Martijn Krabbé has proven to the RTL management with a scan that he is really ill, says the terminally ill presenter in the LINDA. “I wanted to show them that I don’t tell a bullshit story.”
For years and years, Martijn Krabbé has been considered the biggest star of RTL 4, but since he was diagnosed with cancer a year ago, he has not been in front of the camera. And that probably won’t happen often anymore: this week the presenter announced that he is terminally ill and there is no chance of getting better.
Sweet and involved
In the last period of his life, 56-year-old Martijn mainly wants to enjoy his family, with whom he is going on wonderful trips. In the meantime, he is still under contract with RTL, where he has been employed for thirty years.
The presenter talks about this LINDA.: “I couldn’t have chosen a better place to get sick, really. My bosses there – Sven (Sauvé), Peter (van der Vorst) and Ellen (Meijerse) – come to visit every two weeks to see how I am. So sweet and involved.”
Dick story
His daughter Michelle then notes that Martijn felt the urge to prove his illness. “The other day you showed them a scan.”
Martijn: “Somehow I wanted to show those three people that I don’t tell bullshit stories.

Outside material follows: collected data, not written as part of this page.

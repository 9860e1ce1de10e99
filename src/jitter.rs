//! Jitter strategies to prevent thundering herd

use rand::Rng;
use std::time::Duration;

/// Jitter strategy for randomizing retry delays
#[derive(Debug, Clone)]
pub enum Jitter {
    /// No jitter - use exact backoff delay
    None,
    /// Full jitter: random between 0 and delay
    Full,
    /// Equal jitter: random between delay/2 and delay
    Equal,
    /// Decorrelated jitter: AWS-style with state
    Decorrelated { base: Duration, max: Duration },
    /// Bounded jitter: uniform random perturbation within `±fraction` of the delay.
    Bounded { fraction: f64 },
}

impl Jitter {
    /// Create a full jitter strategy
    pub fn full() -> Self {
        Jitter::Full
    }

    /// Create an equal jitter strategy
    pub fn equal() -> Self {
        Jitter::Equal
    }

    /// Create a decorrelated jitter strategy
    pub fn decorrelated(base: Duration, max: Duration) -> Self {
        Jitter::Decorrelated { base, max }
    }

    /// Create a bounded jitter strategy: uniform random within `±fraction` of the delay.
    ///
    /// `fraction` is clamped to `[0.0, 1.0]`. A fraction of `0.25` matches a `±25%` band.
    pub fn bounded(fraction: f64) -> Self {
        Jitter::Bounded { fraction: fraction.clamp(0.0, 1.0) }
    }

    /// Apply jitter to a delay duration
    pub fn apply(&self, delay: Duration) -> Duration {
        match self {
            Jitter::None => delay,
            Jitter::Full => {
                let millis = delay.as_millis() as u64;
                if millis == 0 {
                    return Duration::from_millis(0);
                }
                let jittered = rand::thread_rng().gen_range(0..=millis);
                Duration::from_millis(jittered)
            }
            Jitter::Equal => {
                let millis = delay.as_millis() as u64;
                if millis == 0 {
                    return Duration::from_millis(0);
                }
                let half = millis / 2;
                let jittered = rand::thread_rng().gen_range(half..=millis);
                Duration::from_millis(jittered)
            }
            Jitter::Decorrelated { base, max } => {
                // Decorrelated jitter: sleep = min(cap, random(base, sleep * 3))
                // For simplicity, we use the delay as previous sleep
                let base_millis = base.as_millis() as u64;
                let delay_millis = delay.as_millis() as u64;
                let max_millis = max.as_millis() as u64;

                let upper = delay_millis.saturating_mul(3);
                let range_max = upper.min(max_millis);

                if base_millis >= range_max {
                    return Duration::from_millis(base_millis);
                }

                let jittered = rand::thread_rng().gen_range(base_millis..=range_max);
                Duration::from_millis(jittered)
            }
            Jitter::Bounded { fraction } => {
                let millis = delay.as_millis() as u64;
                if millis == 0 {
                    return Duration::from_millis(0);
                }
                let band = (millis as f64 * fraction) as u64;
                let low = millis.saturating_sub(band);
                let high = millis.saturating_add(band);
                let jittered = rand::thread_rng().gen_range(low..=high);
                Duration::from_millis(jittered)
            }
        }
    }

    /// Apply jitter with a custom RNG (for testing)
    pub fn apply_with_rng<R: Rng>(&self, delay: Duration, rng: &mut R) -> Duration {
        match self {
            Jitter::None => delay,
            Jitter::Full => {
                let millis = delay.as_millis() as u64;
                if millis == 0 {
                    return Duration::from_millis(0);
                }
                let jittered = rng.gen_range(0..=millis);
                Duration::from_millis(jittered)
            }
            Jitter::Equal => {
                let millis = delay.as_millis() as u64;
                if millis == 0 {
                    return Duration::from_millis(0);
                }
                let half = millis / 2;
                let jittered = rng.gen_range(half..=millis);
                Duration::from_millis(jittered)
            }
            Jitter::Decorrelated { base, max } => {
                let base_millis = base.as_millis() as u64;
                let delay_millis = delay.as_millis() as u64;
                let max_millis = max.as_millis() as u64;

                let upper = delay_millis.saturating_mul(3);
                let range_max = upper.min(max_millis);

                if base_millis >= range_max {
                    return Duration::from_millis(base_millis);
                }

                let jittered = rng.gen_range(base_millis..=range_max);
                Duration::from_millis(jittered)
            }
            Jitter::Bounded { fraction } => {
                let millis = delay.as_millis() as u64;
                if millis == 0 {
                    return Duration::from_millis(0);
                }
                let band = (millis as f64 * fraction) as u64;
                let low = millis.saturating_sub(band);
                let high = millis.saturating_add(band);
                Duration::from_millis(rng.gen_range(low..=high))
            }
        }
    }
}
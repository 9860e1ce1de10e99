//! Bounded FIFO queue with a batching drainer (§4.D).
//!
//! `try_offer` is non-blocking; `drain_up_to` blocks up to `max_wait` for the
//! first element, then greedily takes up to `n` more without blocking. The
//! queue does not guarantee order across retries — a retried event is
//! re-enqueued at the tail when its delay elapses.

use crate::event::QueuedEvent;
use tokio::sync::mpsc;
use tokio::time::timeout;

pub struct EventQueue {
    sender: mpsc::Sender<QueuedEvent>,
    receiver: tokio::sync::Mutex<mpsc::Receiver<QueuedEvent>>,
    capacity: usize,
}

impl EventQueue {
    pub fn new(capacity: usize) -> Self {
        let capacity = capacity.max(1);
        let (sender, receiver) = mpsc::channel(capacity);
        Self { sender, receiver: tokio::sync::Mutex::new(receiver), capacity }
    }

    pub fn capacity(&self) -> usize {
        self.capacity
    }

    /// Non-blocking enqueue. Returns `false` if the queue is at capacity.
    pub fn try_offer(&self, event: QueuedEvent) -> bool {
        self.sender.try_send(event).is_ok()
    }

    /// A cheap, separately-clonable handle used by retry/replay paths to
    /// re-enqueue without holding the main queue lock.
    pub fn sender_handle(&self) -> mpsc::Sender<QueuedEvent> {
        self.sender.clone()
    }

    /// Current number of events resident in the queue.
    pub fn depth(&self) -> usize {
        self.capacity - self.sender.capacity()
    }

    /// Take a single resident event without waiting, or `None` if the queue
    /// is empty right now. Used by the lifecycle supervisor's shutdown drain
    /// (§4.J step 5), which needs to pull events one at a time without
    /// racing a sender's own `drain_up_to`.
    pub fn try_drain_one(&self) -> Option<QueuedEvent> {
        self.receiver.try_lock().ok()?.try_recv().ok()
    }

    /// Block up to `max_wait` for the first element, then greedily take up
    /// to `n` more without blocking.
    pub async fn drain_up_to(&self, n: usize, max_wait: std::time::Duration) -> Vec<QueuedEvent> {
        if n == 0 {
            return Vec::new();
        }
        let mut receiver = self.receiver.lock().await;
        let mut batch = Vec::with_capacity(n);

        match timeout(max_wait, receiver.recv()).await {
            Ok(Some(first)) => batch.push(first),
            Ok(None) => return batch,  // channel closed
            Err(_) => return batch,    // timed out with nothing to drain
        }

        while batch.len() < n {
            match receiver.try_recv() {
                Ok(event) => batch.push(event),
                Err(_) => break,
            }
        }
        batch
    }
}

#[cfg(test)]
mod tests {
    use super::*;
    use crate::event::Event;
    use std::collections::HashMap;
    use std::time::Duration;

    fn event() -> QueuedEvent {
        QueuedEvent::new(Event::new(HashMap::new()))
    }

    #[tokio::test]
    async fn try_offer_rejects_when_full() {
        let queue = EventQueue::new(2);
        assert!(queue.try_offer(event()));
        assert!(queue.try_offer(event()));
        assert!(!queue.try_offer(event()), "third offer should be rejected at capacity 2");
    }

    #[tokio::test]
    async fn drain_up_to_returns_available_without_blocking() {
        let queue = EventQueue::new(10);
        queue.try_offer(event());
        queue.try_offer(event());
        queue.try_offer(event());

        let batch = queue.drain_up_to(2, Duration::from_millis(50)).await;
        assert_eq!(batch.len(), 2);
    }

    #[tokio::test]
    async fn drain_up_to_times_out_when_empty() {
        let queue = EventQueue::new(10);
        let start = std::time::Instant::now();
        let batch = queue.drain_up_to(5, Duration::from_millis(20)).await;
        assert!(batch.is_empty());
        assert!(start.elapsed() >= Duration::from_millis(20));
    }

    #[tokio::test]
    async fn fifo_order_is_preserved() {
        let queue = EventQueue::new(10);
        for i in 0..5 {
            let mut fields = HashMap::new();
            fields.insert("correlation_id".to_string(), serde_json::json!(i.to_string()));
            queue.try_offer(QueuedEvent::new(Event::new(fields)));
        }

        let batch = queue.drain_up_to(5, Duration::from_millis(50)).await;
        let ids: Vec<_> =
            batch.iter().map(|q| q.event.correlation_id().unwrap().to_string()).collect();
        assert_eq!(ids, vec!["0", "1", "2", "3", "4"]);
    }

    #[tokio::test]
    async fn try_drain_one_takes_a_single_event_without_blocking() {
        let queue = EventQueue::new(10);
        assert!(queue.try_drain_one().is_none());
        queue.try_offer(event());
        queue.try_offer(event());
        assert!(queue.try_drain_one().is_some());
        assert_eq!(queue.depth(), 1);
    }

    #[tokio::test]
    async fn depth_reflects_resident_events() {
        let queue = EventQueue::new(10);
        assert_eq!(queue.depth(), 0);
        queue.try_offer(event());
        queue.try_offer(event());
        assert_eq!(queue.depth(), 2);
        queue.drain_up_to(1, Duration::from_millis(10)).await;
        assert_eq!(queue.depth(), 1);
    }
}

That scan makes it very clear what is going on now: that there is a kind of ping-pong ball in my head.”
Recordings
Will Martijn ever experience TV recordings again? “I would like it, but then I have to be fitter than I am now.”
Michelle would rather not have it: “To be honest, we would also rather have him spend the energy he still has on us.”
And Martijn does that to the fullest: “Deborah and I went on an individual trip with all the children. (…) And we are all going to Sri Lanka, to the Taj Mahal in India and on safari. I also want to go again.”
Disappointment
How does Martijn look back on his TV career? He never really enjoyed it, he says. What got in the way of that? “Disappointment in myself. I thought I should have aimed higher. I have been very ambitious, but I have also lived too lazily. I still think that I should often have expected more of myself.”
“After a few seasons, programs became a kind of repetition exercise for me. I didn’t do it reluctantly, I often had a lot of fun, but something regularly crossed my mind: I can do better than this.”
What does Angela think?
How does AD opinion diva Angela de Jong view this? She writes in the newspaper: “That passage made me somewhat sad. He is doing himself and his work a disservice.”
“A presenter of entertainment programs may not change the world, but giving people a few hours of fun one day, making them laugh, taking them into another world, knows how to touch them through the screen, make them feel like they are not alone – is also worth a lot.”
“Just look at all the emotional reactions from unknown people that the interview evoked.”